The Day of the Jackal, written by Fredrick Forsyth, is a fictional novel that displays the author’s brilliance by setting a mood and connecting you with the characters. The Day of the Jackal takes place in post-World War II in France. The Jackal is a professional assassin, whose name is not revealed, who is hired by a French terrorist group to kill Charles de Gaulle, the President of France. This terrorist group has had several failed attacks on the President, and the Jackal is their last hope.
The mood the author sets is exceptionally suspenseful. When Rodin, the leader of the terrorist group hears of the failed attacks, the reader can feel his frustration and hatred towards the French government.
When Jean-Marie Bastien is vigorously preparing for the first assault on de Gaulle, the reader can sense the tension in the air and the feeling of accomplishment when Bastien says, “That’s it! One hundred and fifty bullets will have passed through the presidential car by the time it comes abreast of the van. By God, we’ve got it.” All this points to Fredrick Forsyth’s amazing mood-setting talent in this novel.
The reader feels at one with the many characters as they each take part in the many small ventures that give rise to the climax. In a scene where the Jackal is purchasing a fake identification card, the reader can tell that the man making the card is an expert. Not because it was mentioned, but because the man has such a large amount of information about I.D. cards to offer.
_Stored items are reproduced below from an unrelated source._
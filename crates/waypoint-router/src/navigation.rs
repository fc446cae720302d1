//! Navigation state.
//!
//! A [`Navigator`] owns the current path, records transitions into a
//! [`History`] and notifies subscribers after every change. It is a cheap
//! `Rc` handle: clones share the same state.
//!
//! Transitions requested while subscribers are being notified are queued and
//! applied in order once the running notification cycle has finished, so a
//! subscriber always observes one complete cycle per transition.
//!
//! ```
//! use std::rc::Rc;
//! use waypoint_router::{MemoryHistory, Navigator};
//!
//! let history = Rc::new(MemoryHistory::new("/"));
//! let navigator = Navigator::from_history(Rc::clone(&history));
//!
//! navigator.navigate("/about");
//! history.back();
//! assert_eq!(navigator.current_path(), "/");
//! ```

use std::cell::{Cell, RefCell};
use std::collections::VecDeque;
use std::fmt;
use std::rc::{Rc, Weak};

use crate::error::RouterResult;
use crate::history::{History, ListenerId, MemoryHistory};
use crate::params::ParamMap;
use crate::pattern::PathPattern;
use crate::route::{RouteMatch, Router};
use crate::settings::{DuplicateParamPolicy, RouterSettings};

/// How the current path was changed.
#[derive(Debug, Clone, Copy, PartialEq, Eq)]
pub enum NavigationType {
	/// A new history entry was pushed.
	Push,
	/// The current history entry was replaced.
	Replace,
	/// The host moved back or forward.
	Pop,
}

/// Handle returned by [`Navigator::subscribe`].
#[derive(Debug, Clone, Copy, PartialEq, Eq, Hash)]
pub struct SubscriptionId(u64);

type Subscriber = Rc<dyn Fn(&str)>;

struct Transition {
	path: String,
	kind: NavigationType,
}

struct NavigatorInner {
	current: RefCell<String>,
	history: Rc<dyn History>,
	subscribers: RefCell<Vec<(SubscriptionId, Subscriber)>>,
	next_id: Cell<u64>,
	pending: RefCell<VecDeque<Transition>>,
	notifying: Cell<bool>,
	pop_listener: Cell<Option<ListenerId>>,
	duplicate_params: DuplicateParamPolicy,
}

impl Drop for NavigatorInner {
	fn drop(&mut self) {
		if let Some(id) = self.pop_listener.take() {
			self.history.unlisten(id);
		}
	}
}

/// Ends a notification cycle. Queued transitions are discarded if a
/// subscriber panicked.
struct NotifyingGuard<'a>(&'a NavigatorInner);

impl Drop for NotifyingGuard<'_> {
	fn drop(&mut self) {
		if std::thread::panicking() {
			self.0.pending.borrow_mut().clear();
		}
		self.0.notifying.set(false);
	}
}

/// Shared navigation state handle.
#[derive(Clone)]
pub struct Navigator {
	inner: Rc<NavigatorInner>,
}

impl fmt::Debug for Navigator {
	fn fmt(&self, f: &mut fmt::Formatter<'_>) -> fmt::Result {
		f.debug_struct("Navigator")
			.field("current_path", &*self.inner.current.borrow())
			.field("subscribers", &self.inner.subscribers.borrow().len())
			.field("pending", &self.inner.pending.borrow().len())
			.finish()
	}
}

impl Navigator {
	/// Creates a navigator at `initial_path` backed by a [`MemoryHistory`].
	pub fn new(initial_path: impl Into<String>) -> Self {
		let initial_path = initial_path.into();
		let history = Rc::new(MemoryHistory::new(initial_path.clone()));
		Self::with_history(history, initial_path, DuplicateParamPolicy::default())
	}

	/// Creates a navigator starting at the history's current location.
	///
	/// Falls back to `/` when the history does not know its location.
	pub fn from_history<H: History + 'static>(history: Rc<H>) -> Self {
		let initial_path = history.current_path().unwrap_or_else(|| "/".to_string());
		Self::with_history(history, initial_path, DuplicateParamPolicy::default())
	}

	/// Creates a navigator at the configured initial path.
	///
	/// [`navigate_to`](Self::navigate_to) compiles patterns with the
	/// configured duplicate parameter policy.
	pub fn from_settings(settings: &RouterSettings) -> Self {
		let history = Rc::new(MemoryHistory::new(settings.initial_path.clone()));
		Self::with_history(
			history,
			settings.initial_path.clone(),
			settings.duplicate_params,
		)
	}

	/// Creates a navigator over `history` using `settings`.
	///
	/// Starts at the history's current location, falling back to the
	/// configured initial path.
	pub fn from_history_with_settings<H: History + 'static>(
		history: Rc<H>,
		settings: &RouterSettings,
	) -> Self {
		let initial_path = history
			.current_path()
			.unwrap_or_else(|| settings.initial_path.clone());
		Self::with_history(history, initial_path, settings.duplicate_params)
	}

	fn with_history(
		history: Rc<dyn History>,
		initial_path: String,
		duplicate_params: DuplicateParamPolicy,
	) -> Self {
		let inner = Rc::new(NavigatorInner {
			current: RefCell::new(initial_path),
			history: Rc::clone(&history),
			subscribers: RefCell::new(Vec::new()),
			next_id: Cell::new(0),
			pending: RefCell::new(VecDeque::new()),
			notifying: Cell::new(false),
			pop_listener: Cell::new(None),
			duplicate_params,
		});

		let weak: Weak<NavigatorInner> = Rc::downgrade(&inner);
		let id = history.listen(Box::new(move |path| {
			if let Some(inner) = weak.upgrade() {
				Navigator { inner }.on_history_pop(path);
			}
		}));
		inner.pop_listener.set(Some(id));

		Self { inner }
	}

	/// Returns the current path.
	pub fn current_path(&self) -> String {
		self.inner.current.borrow().clone()
	}

	/// Navigates to `path`, pushing a history entry.
	///
	/// Unroutable paths are accepted; resolution decides what to render.
	pub fn navigate(&self, path: &str) {
		self.transition(path, NavigationType::Push);
	}

	/// Navigates to `path`, replacing the current history entry.
	pub fn replace(&self, path: &str) {
		self.transition(path, NavigationType::Replace);
	}

	/// Applies a back/forward traversal reported by the host.
	///
	/// Updates the current path and notifies subscribers without writing to
	/// history.
	pub fn on_history_pop(&self, path: &str) {
		self.transition(path, NavigationType::Pop);
	}

	/// Builds a path from `pattern` and navigates to it.
	///
	/// The pattern is compiled with the duplicate parameter policy this
	/// navigator was configured with.
	///
	/// # Errors
	///
	/// Returns the compiler's or builder's error; nothing is navigated in
	/// that case.
	pub fn navigate_to(&self, pattern: &str, params: &ParamMap) -> RouterResult<()> {
		let path = PathPattern::with_policy(pattern, self.inner.duplicate_params)?.build(params)?;
		self.navigate(&path);
		Ok(())
	}

	/// Reverses the named route and navigates to it.
	///
	/// # Errors
	///
	/// Returns the reverse error; nothing is navigated in that case.
	pub fn navigate_named<H>(&self, router: &Router<H>, name: &str, params: &ParamMap) -> RouterResult<()> {
		let path = router.reverse(name, params)?;
		self.navigate(&path);
		Ok(())
	}

	/// Resolves the current path against `router`.
	pub fn resolve<'r, H>(&self, router: &'r Router<H>) -> Option<RouteMatch<'r, H>> {
		router.resolve(&self.current_path())
	}

	/// Registers a listener called with the new path after every transition.
	pub fn subscribe<F>(&self, listener: F) -> SubscriptionId
	where
		F: Fn(&str) + 'static,
	{
		let id = SubscriptionId(self.inner.next_id.get());
		self.inner.next_id.set(id.0 + 1);
		self.inner
			.subscribers
			.borrow_mut()
			.push((id, Rc::new(listener)));
		id
	}

	/// Removes a listener. Returns `false` if `id` was not subscribed.
	pub fn unsubscribe(&self, id: SubscriptionId) -> bool {
		let mut subscribers = self.inner.subscribers.borrow_mut();
		let before = subscribers.len();
		subscribers.retain(|(sid, _)| *sid != id);
		subscribers.len() != before
	}

	/// Returns the number of active subscriptions.
	pub fn subscriber_count(&self) -> usize {
		self.inner.subscribers.borrow().len()
	}

	fn transition(&self, path: &str, kind: NavigationType) {
		self.inner.pending.borrow_mut().push_back(Transition {
			path: path.to_string(),
			kind,
		});

		if self.inner.notifying.get() {
			tracing::debug!(path, kind = ?kind, "navigation queued during notification");
			return;
		}

		self.inner.notifying.set(true);
		let _guard = NotifyingGuard(&self.inner);

		loop {
			let next = self.inner.pending.borrow_mut().pop_front();
			let Some(transition) = next else {
				break;
			};
			self.apply(transition);
		}
	}

	fn apply(&self, Transition { path, kind }: Transition) {
		tracing::debug!(path = %path, kind = ?kind, "navigation");

		let recorded = match kind {
			NavigationType::Push => self.inner.history.push(&path),
			NavigationType::Replace => self.inner.history.replace(&path),
			NavigationType::Pop => Ok(()),
		};
		if let Err(err) = recorded {
			tracing::warn!(path = %path, error = %err, "history backend rejected entry");
		}

		*self.inner.current.borrow_mut() = path.clone();

		let subscribers: Vec<Subscriber> = self
			.inner
			.subscribers
			.borrow()
			.iter()
			.map(|(_, s)| Rc::clone(s))
			.collect();
		for subscriber in subscribers {
			subscriber(&path);
		}
	}
}

#[cfg(test)]
mod tests {
	use super::*;
	use crate::error::HistoryError;
	use rstest::rstest;

	struct RejectingHistory;

	impl History for RejectingHistory {
		fn push(&self, path: &str) -> Result<(), HistoryError> {
			Err(HistoryError::Rejected {
				path: path.to_string(),
				reason: "quota".to_string(),
			})
		}

		fn replace(&self, _path: &str) -> Result<(), HistoryError> {
			Err(HistoryError::Unavailable("detached".to_string()))
		}

		fn current_path(&self) -> Option<String> {
			None
		}

		fn listen(&self, _listener: crate::history::PopListener) -> ListenerId {
			ListenerId(0)
		}

		fn unlisten(&self, _id: ListenerId) {}
	}

	fn recorder(navigator: &Navigator) -> Rc<RefCell<Vec<String>>> {
		let seen = Rc::new(RefCell::new(Vec::new()));
		let sink = Rc::clone(&seen);
		navigator.subscribe(move |path| sink.borrow_mut().push(path.to_string()));
		seen
	}

	#[rstest]
	fn test_new_starts_at_initial_path() {
		let navigator = Navigator::new("/start");
		assert_eq!(navigator.current_path(), "/start");
	}

	#[rstest]
	fn test_from_settings() {
		let settings = RouterSettings::new().with_initial_path("/dashboard");
		assert_eq!(Navigator::from_settings(&settings).current_path(), "/dashboard");
	}

	#[rstest]
	fn test_from_history_falls_back_to_root() {
		let navigator = Navigator::from_history(Rc::new(RejectingHistory));
		assert_eq!(navigator.current_path(), "/");
	}

	#[rstest]
	fn test_navigate_notifies_subscribers() {
		let navigator = Navigator::new("/");
		let seen = recorder(&navigator);

		navigator.navigate("/about");
		navigator.replace("/contact");

		assert_eq!(navigator.current_path(), "/contact");
		assert_eq!(*seen.borrow(), vec!["/about", "/contact"]);
	}

	#[rstest]
	fn test_history_failure_does_not_block_navigation() {
		let navigator = Navigator::from_history(Rc::new(RejectingHistory));
		let seen = recorder(&navigator);

		navigator.navigate("/about");
		navigator.replace("/home");

		assert_eq!(navigator.current_path(), "/home");
		assert_eq!(seen.borrow().len(), 2);
	}

	#[rstest]
	fn test_pop_does_not_push() {
		let history = Rc::new(MemoryHistory::new("/"));
		let navigator = Navigator::from_history(Rc::clone(&history));

		navigator.on_history_pop("/elsewhere");

		assert_eq!(navigator.current_path(), "/elsewhere");
		assert_eq!(history.len(), 1);
	}

	#[rstest]
	fn test_unsubscribe() {
		let navigator = Navigator::new("/");
		let count = Rc::new(Cell::new(0));
		let counter = Rc::clone(&count);
		let id = navigator.subscribe(move |_| counter.set(counter.get() + 1));

		navigator.navigate("/a");
		assert!(navigator.unsubscribe(id));
		assert!(!navigator.unsubscribe(id));
		navigator.navigate("/b");

		assert_eq!(count.get(), 1);
		assert_eq!(navigator.subscriber_count(), 0);
	}

	#[rstest]
	fn test_reentrant_navigation_is_queued() {
		let navigator = Navigator::new("/");
		let log = Rc::new(RefCell::new(Vec::new()));

		let first = Rc::clone(&log);
		let handle = navigator.clone();
		navigator.subscribe(move |path| {
			first.borrow_mut().push(format!("a:{}", path));
			if path == "/login" {
				handle.navigate("/dashboard");
				first
					.borrow_mut()
					.push(format!("a:after:{}", handle.current_path()));
			}
		});
		let second = Rc::clone(&log);
		navigator.subscribe(move |path| second.borrow_mut().push(format!("b:{}", path)));

		navigator.navigate("/login");

		assert_eq!(
			*log.borrow(),
			vec![
				"a:/login",
				"a:after:/login",
				"b:/login",
				"a:/dashboard",
				"b:/dashboard",
			]
		);
		assert_eq!(navigator.current_path(), "/dashboard");
	}

	#[rstest]
	fn test_subscribe_during_notification() {
		let navigator = Navigator::new("/");
		let late = Rc::new(Cell::new(0));

		let handle = navigator.clone();
		let counter = Rc::clone(&late);
		navigator.subscribe(move |path| {
			if path == "/a" {
				let counter = Rc::clone(&counter);
				handle.subscribe(move |_| counter.set(counter.get() + 1));
			}
		});

		navigator.navigate("/a");
		assert_eq!(late.get(), 0);
		navigator.navigate("/b");
		assert_eq!(late.get(), 1);
	}

	#[rstest]
	fn test_navigate_to_build_error_leaves_state() {
		let navigator = Navigator::new("/");
		let seen = recorder(&navigator);

		let result = navigator.navigate_to("/user/:id", &ParamMap::new());

		assert!(result.is_err());
		assert_eq!(navigator.current_path(), "/");
		assert!(seen.borrow().is_empty());
	}

	#[rstest]
	fn test_navigate_to_builds_path() {
		let navigator = Navigator::new("/");
		navigator
			.navigate_to("/user/:id", &ParamMap::from([("id", "7")]))
			.unwrap();
		assert_eq!(navigator.current_path(), "/user/7");
	}

	#[rstest]
	fn test_dropped_navigator_ignores_pops() {
		let history = Rc::new(MemoryHistory::new("/"));
		history.push("/a").unwrap();
		drop(Navigator::from_history(Rc::clone(&history)));

		assert!(history.back());
		assert_eq!(history.current_path().as_deref(), Some("/"));
	}

	#[rstest]
	fn test_dropped_navigator_releases_pop_listener() {
		let history = Rc::new(MemoryHistory::new("/"));
		let navigator = Navigator::from_history(Rc::clone(&history));
		let clone = navigator.clone();
		assert_eq!(history.listener_count(), 1);

		drop(navigator);
		assert_eq!(history.listener_count(), 1);
		drop(clone);
		assert_eq!(history.listener_count(), 0);

		for _ in 0..16 {
			drop(Navigator::from_history(Rc::clone(&history)));
		}
		assert_eq!(history.listener_count(), 0);
	}

	#[rstest]
	fn test_subscriber_panic_discards_queued_transitions() {
		let navigator = Navigator::new("/");
		let seen = recorder(&navigator);

		let handle = navigator.clone();
		navigator.subscribe(move |path| {
			if path == "/login" {
				handle.navigate("/dashboard");
				panic!("subscriber failed");
			}
		});

		let result = std::panic::catch_unwind(std::panic::AssertUnwindSafe(|| {
			navigator.navigate("/login")
		}));
		assert!(result.is_err());

		navigator.navigate("/home");

		assert_eq!(*seen.borrow(), vec!["/login", "/home"]);
		assert_eq!(navigator.current_path(), "/home");
	}

	#[rstest]
	fn test_navigate_to_uses_configured_duplicate_policy() {
		let params = ParamMap::from([("id", "1")]);

		let strict = Navigator::new("/");
		assert!(strict.navigate_to("/a/:id/b/:id", &params).is_err());

		let settings = RouterSettings::new().with_duplicate_params(DuplicateParamPolicy::LastWins);
		let lenient = Navigator::from_settings(&settings);
		lenient.navigate_to("/a/:id/b/:id", &params).unwrap();
		assert_eq!(lenient.current_path(), "/a/1/b/1");
	}

	#[rstest]
	fn test_from_history_with_settings() {
		let settings = RouterSettings::new().with_initial_path("/inbox");

		let known = Navigator::from_history_with_settings(Rc::new(MemoryHistory::new("/here")), &settings);
		assert_eq!(known.current_path(), "/here");

		let unknown = Navigator::from_history_with_settings(Rc::new(RejectingHistory), &settings);
		assert_eq!(unknown.current_path(), "/inbox");
	}
}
This same writing talent that displays the characters with subtle suggestions instead of giving specific details is also shown when the Jackal goes to purchase his sniper rifle. It is not mentioned earlier, but the way the armorer talks about the mechanics involved with making a gun in which the Jackal described shows that he is one of the best in the business. Forsyth takes characterization to a new level with the Jackal.
The reader gets to know the Jackal with a detached understanding of him. Forsyth keeps him a mysterious being with no past and, as far as the rest of the characters in the book are concerned, no present. The reader gets to know Jackal’s meticulous personality and his great care for every slight detail. This machine-like personality, added to the fact that no personal history beyond slight background was given, keeps the reader from caring about the Jackal’s well-being.
One can feel a detached fondness to this character, and want him to succeed, but if, for instance, he was to die, one would feel no remorse.
Fredrick Forsyth has mastered some key literary elements in a way not thought possible before. This author, although not on the “classic book list,” is one of the greatest writers of modern times and should, without a doubt, be added to that list.